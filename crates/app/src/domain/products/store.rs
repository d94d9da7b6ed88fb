//! Products Store

use async_trait::async_trait;
use mockall::automock;
use smallvec::SmallVec;
use sqlx::{FromRow, PgConnection, Postgres, Row, postgres::PgRow, query, query_as, query_scalar};
use tracing::debug;

use crate::domain::{
    categories::records::{CategoryId, ProductCategoryRecord},
    errors::{StoreError, WriteFailure, expect_rows},
    orders::records::OrderId,
    products::records::{PRICE_SCALE, ProductId, ProductRecord, price_fits_scale},
};

const ENTITY: &str = "product";

const COLUMN_QUANTITY: &str = "quantity";

const GET_PRODUCT_SQL: &str = include_str!("sql/get_product.sql");
const LIST_PRODUCT_IDS_SQL: &str = include_str!("sql/list_product_ids.sql");
const LIST_ORDER_PRODUCTS_SQL: &str = include_str!("sql/list_order_products.sql");
const CREATE_PRODUCT_SQL: &str = include_str!("sql/create_product.sql");
const CREATE_PRODUCT_CATEGORIES_SQL: &str = include_str!("sql/create_product_categories.sql");
const UPDATE_PRODUCT_SQL: &str = include_str!("sql/update_product.sql");
const DELETE_PRODUCT_CATEGORIES_SQL: &str = include_str!("sql/delete_product_categories.sql");
const DELETE_PRODUCT_ORDERS_SQL: &str = include_str!("sql/delete_product_orders.sql");
const DELETE_PRODUCT_SQL: &str = include_str!("sql/delete_product.sql");

/// Row access for `products` and its `product_to_category` relation.
///
/// Records returned from reads carry no categories; the product repository attaches
/// them.
#[automock]
#[async_trait]
pub trait ProductStore: Send + Sync {
    async fn get_by_id(
        &self,
        conn: &mut PgConnection,
        id: ProductId,
    ) -> Result<ProductRecord, StoreError>;

    async fn get_all(&self, conn: &mut PgConnection) -> Result<Vec<ProductRecord>, StoreError>;

    /// Insert the product row, then one link row per category.
    async fn create(
        &self,
        conn: &mut PgConnection,
        product: ProductRecord,
    ) -> Result<ProductRecord, StoreError>;

    /// Rewrite the product row and replace its category links.
    async fn update(
        &self,
        conn: &mut PgConnection,
        product: ProductRecord,
    ) -> Result<ProductRecord, StoreError>;

    /// Remove category links and order lines for the product, then the product.
    async fn delete_by_id(&self, conn: &mut PgConnection, id: ProductId)
    -> Result<bool, StoreError>;

    /// Line items of an order in position order.
    async fn get_all_by_order_id(
        &self,
        conn: &mut PgConnection,
        order: OrderId,
    ) -> Result<Vec<ProductRecord>, StoreError>;
}

#[derive(Debug, Clone, Default)]
pub struct PgProductStore;

impl PgProductStore {
    #[must_use]
    pub fn new() -> Self {
        Self
    }
}

#[async_trait]
impl ProductStore for PgProductStore {
    #[tracing::instrument(
        name = "products.store.get_by_id",
        skip(self, conn),
        fields(product_id = %id),
        err
    )]
    async fn get_by_id(
        &self,
        conn: &mut PgConnection,
        id: ProductId,
    ) -> Result<ProductRecord, StoreError> {
        query_as::<Postgres, ProductRecord>(GET_PRODUCT_SQL)
            .bind(id.into_i64())
            .fetch_optional(&mut *conn)
            .await
            .map_err(StoreError::read)?
            .ok_or(StoreError::NotFound {
                entity: ENTITY,
                id: id.into_i64(),
            })
    }

    #[tracing::instrument(name = "products.store.get_all", skip(self, conn), err)]
    async fn get_all(&self, conn: &mut PgConnection) -> Result<Vec<ProductRecord>, StoreError> {
        let ids = query_scalar::<Postgres, i64>(LIST_PRODUCT_IDS_SQL)
            .fetch_all(&mut *conn)
            .await
            .map_err(StoreError::read)?;

        let mut products = Vec::with_capacity(ids.len());

        for id in ids {
            products.push(self.get_by_id(&mut *conn, ProductId::from_i64(id)).await?);
        }

        debug!(product_count = products.len(), "fetched products");

        Ok(products)
    }

    #[tracing::instrument(
        name = "products.store.create",
        skip(self, conn, product),
        fields(
            product_id = tracing::field::Empty,
            category_count = product.categories.len()
        ),
        err
    )]
    async fn create(
        &self,
        conn: &mut PgConnection,
        product: ProductRecord,
    ) -> Result<ProductRecord, StoreError> {
        let category_ids =
            validate(&product).map_err(|failure| StoreError::create(ENTITY, failure))?;

        let id = query_scalar::<Postgres, i64>(CREATE_PRODUCT_SQL)
            .bind(&product.name)
            .bind(product.price)
            .bind(i64::from(product.quantity))
            .bind(product.available)
            .fetch_one(&mut *conn)
            .await
            .map(ProductId::from_i64)
            .map_err(|error| StoreError::create(ENTITY, error))?;

        tracing::Span::current().record("product_id", id.into_i64());

        insert_product_categories(&mut *conn, id, &category_ids)
            .await
            .map_err(|failure| StoreError::create(ENTITY, failure))?;

        debug!(product_id = %id, "created product");

        Ok(ProductRecord {
            id: Some(id),
            ..product
        })
    }

    #[tracing::instrument(
        name = "products.store.update",
        skip(self, conn, product),
        fields(product_id = ?product.id, category_count = product.categories.len()),
        err
    )]
    async fn update(
        &self,
        conn: &mut PgConnection,
        product: ProductRecord,
    ) -> Result<ProductRecord, StoreError> {
        let Some(id) = product.id else {
            return Err(StoreError::update(ENTITY, WriteFailure::MissingIdentity));
        };

        let category_ids =
            validate(&product).map_err(|failure| StoreError::update(ENTITY, failure))?;

        let rows_affected = query(UPDATE_PRODUCT_SQL)
            .bind(id.into_i64())
            .bind(&product.name)
            .bind(product.price)
            .bind(i64::from(product.quantity))
            .bind(product.available)
            .execute(&mut *conn)
            .await
            .map_err(|error| StoreError::update(ENTITY, error))?
            .rows_affected();

        expect_rows(rows_affected, 1).map_err(|failure| StoreError::update(ENTITY, failure))?;

        query(DELETE_PRODUCT_CATEGORIES_SQL)
            .bind(id.into_i64())
            .execute(&mut *conn)
            .await
            .map_err(|error| StoreError::update(ENTITY, error))?;

        insert_product_categories(&mut *conn, id, &category_ids)
            .await
            .map_err(|failure| StoreError::update(ENTITY, failure))?;

        debug!(product_id = %id, "updated product");

        Ok(product)
    }

    #[tracing::instrument(
        name = "products.store.delete_by_id",
        skip(self, conn),
        fields(product_id = %id),
        err
    )]
    async fn delete_by_id(
        &self,
        conn: &mut PgConnection,
        id: ProductId,
    ) -> Result<bool, StoreError> {
        for relation_sql in [DELETE_PRODUCT_CATEGORIES_SQL, DELETE_PRODUCT_ORDERS_SQL] {
            query(relation_sql)
                .bind(id.into_i64())
                .execute(&mut *conn)
                .await
                .map_err(|error| StoreError::delete(ENTITY, error))?;
        }

        let rows_affected = query(DELETE_PRODUCT_SQL)
            .bind(id.into_i64())
            .execute(&mut *conn)
            .await
            .map_err(|error| StoreError::delete(ENTITY, error))?
            .rows_affected();

        debug!(product_id = %id, rows_affected, "deleted product");

        Ok(rows_affected == 1)
    }

    #[tracing::instrument(
        name = "products.store.get_all_by_order_id",
        skip(self, conn),
        fields(order_id = %order, product_count = tracing::field::Empty),
        err
    )]
    async fn get_all_by_order_id(
        &self,
        conn: &mut PgConnection,
        order: OrderId,
    ) -> Result<Vec<ProductRecord>, StoreError> {
        let products = query_as::<Postgres, ProductRecord>(LIST_ORDER_PRODUCTS_SQL)
            .bind(order.into_i64())
            .fetch_all(&mut *conn)
            .await
            .map_err(StoreError::read)?;

        tracing::Span::current().record("product_count", products.len());

        Ok(products)
    }
}

/// Checks the price scale, then collects the category ids to link.
fn validate(product: &ProductRecord) -> Result<SmallVec<[CategoryId; 4]>, WriteFailure> {
    if !price_fits_scale(product.price) {
        return Err(WriteFailure::Scale {
            field: "price",
            max_scale: PRICE_SCALE,
        });
    }

    category_ids(&product.categories)
}

/// Distinct ids of the linked categories, sorted; every category must be saved.
fn category_ids(
    categories: &[ProductCategoryRecord],
) -> Result<SmallVec<[CategoryId; 4]>, WriteFailure> {
    let mut ids = categories
        .iter()
        .map(|category| {
            category.id.ok_or(WriteFailure::UnsavedReference {
                entity: "product category",
            })
        })
        .collect::<Result<SmallVec<[CategoryId; 4]>, _>>()?;

    ids.sort_unstable();
    ids.dedup();

    Ok(ids)
}

async fn insert_product_categories(
    conn: &mut PgConnection,
    product: ProductId,
    categories: &[CategoryId],
) -> Result<(), WriteFailure> {
    if categories.is_empty() {
        return Ok(());
    }

    let category_ids: Vec<i64> = categories.iter().copied().map(Into::into).collect();

    let rows_affected = query(CREATE_PRODUCT_CATEGORIES_SQL)
        .bind(product.into_i64())
        .bind(&category_ids)
        .execute(&mut *conn)
        .await?
        .rows_affected();

    expect_rows(rows_affected, category_ids.len() as u64)
}

impl<'r> FromRow<'r, PgRow> for ProductRecord {
    fn from_row(row: &'r PgRow) -> sqlx::Result<Self> {
        let quantity_i64: i64 = row.try_get(COLUMN_QUANTITY)?;

        let quantity = u32::try_from(quantity_i64).map_err(|e| sqlx::Error::ColumnDecode {
            index: COLUMN_QUANTITY.to_string(),
            source: Box::new(e),
        })?;

        Ok(Self {
            id: Some(ProductId::from_i64(row.try_get("id")?)),
            name: row.try_get("name")?,
            price: row.try_get("price")?,
            quantity,
            available: row.try_get("available")?,
            categories: Vec::new(),
        })
    }
}

#[cfg(test)]
mod tests {
    use std::collections::BTreeSet;

    use rust_decimal::Decimal;

    use super::*;

    fn category(id: Option<i64>) -> ProductCategoryRecord {
        ProductCategoryRecord {
            id: id.map(CategoryId::from_i64),
            name: "Any".to_string(),
            types: BTreeSet::new(),
        }
    }

    #[test]
    fn category_ids_are_sorted_and_distinct() {
        let ids = category_ids(&[category(Some(5)), category(Some(2)), category(Some(5))])
            .expect("all categories are saved");

        assert_eq!(
            ids.as_slice(),
            &[CategoryId::from_i64(2), CategoryId::from_i64(5)]
        );
    }

    #[test]
    fn sub_cent_price_is_rejected_before_any_write() {
        let product = ProductRecord {
            id: None,
            name: "Bolt".to_string(),
            price: Decimal::new(4, 3),
            quantity: 3,
            available: true,
            categories: vec![category(Some(1))],
        };

        assert!(matches!(
            validate(&product),
            Err(WriteFailure::Scale {
                field: "price",
                max_scale: 2
            })
        ));
    }

    #[test]
    fn category_ids_reject_unsaved_categories() {
        let result = category_ids(&[category(Some(1)), category(None)]);

        assert!(matches!(
            result,
            Err(WriteFailure::UnsavedReference {
                entity: "product category"
            })
        ));
    }
}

> **What you should do**:
Retype exactly the span of lines from the one with "then the product." through the one with "for id in ids"; include both ends and omit the rest of the material.

> **Result of this task**:
    /// Remove category links and order lines for the product, then the product.
    async fn delete_by_id(&self, conn: &mut PgConnection, id: ProductId)
    -> Result<bool, StoreError>;

    /// Line items of an order in position order.
    async fn get_all_by_order_id(
        &self,
        conn: &mut PgConnection,
        order: OrderId,
    ) -> Result<Vec<ProductRecord>, StoreError>;
}

#[derive(Debug, Clone, Default)]
pub struct PgProductStore;

impl PgProductStore {
    #[must_use]
    pub fn new() -> Self {
        Self
    }
}

#[async_trait]
impl ProductStore for PgProductStore {
    #[tracing::instrument(
        name = "products.store.get_by_id",
        skip(self, conn),
        fields(product_id = %id),
        err
    )]
    async fn get_by_id(
        &self,
        conn: &mut PgConnection,
        id: ProductId,
    ) -> Result<ProductRecord, StoreError> {
        query_as::<Postgres, ProductRecord>(GET_PRODUCT_SQL)
            .bind(id.into_i64())
            .fetch_optional(&mut *conn)
            .await
            .map_err(StoreError::read)?
            .ok_or(StoreError::NotFound {
                entity: ENTITY,
                id: id.into_i64(),
            })
    }

    #[tracing::instrument(name = "products.store.get_all", skip(self, conn), err)]
    async fn get_all(&self, conn: &mut PgConnection) -> Result<Vec<ProductRecord>, StoreError> {
        let ids = query_scalar::<Postgres, i64>(LIST_PRODUCT_IDS_SQL)
            .fetch_all(&mut *conn)
            .await
            .map_err(StoreError::read)?;

        let mut products = Vec::with_capacity(ids.len());

        for id in ids {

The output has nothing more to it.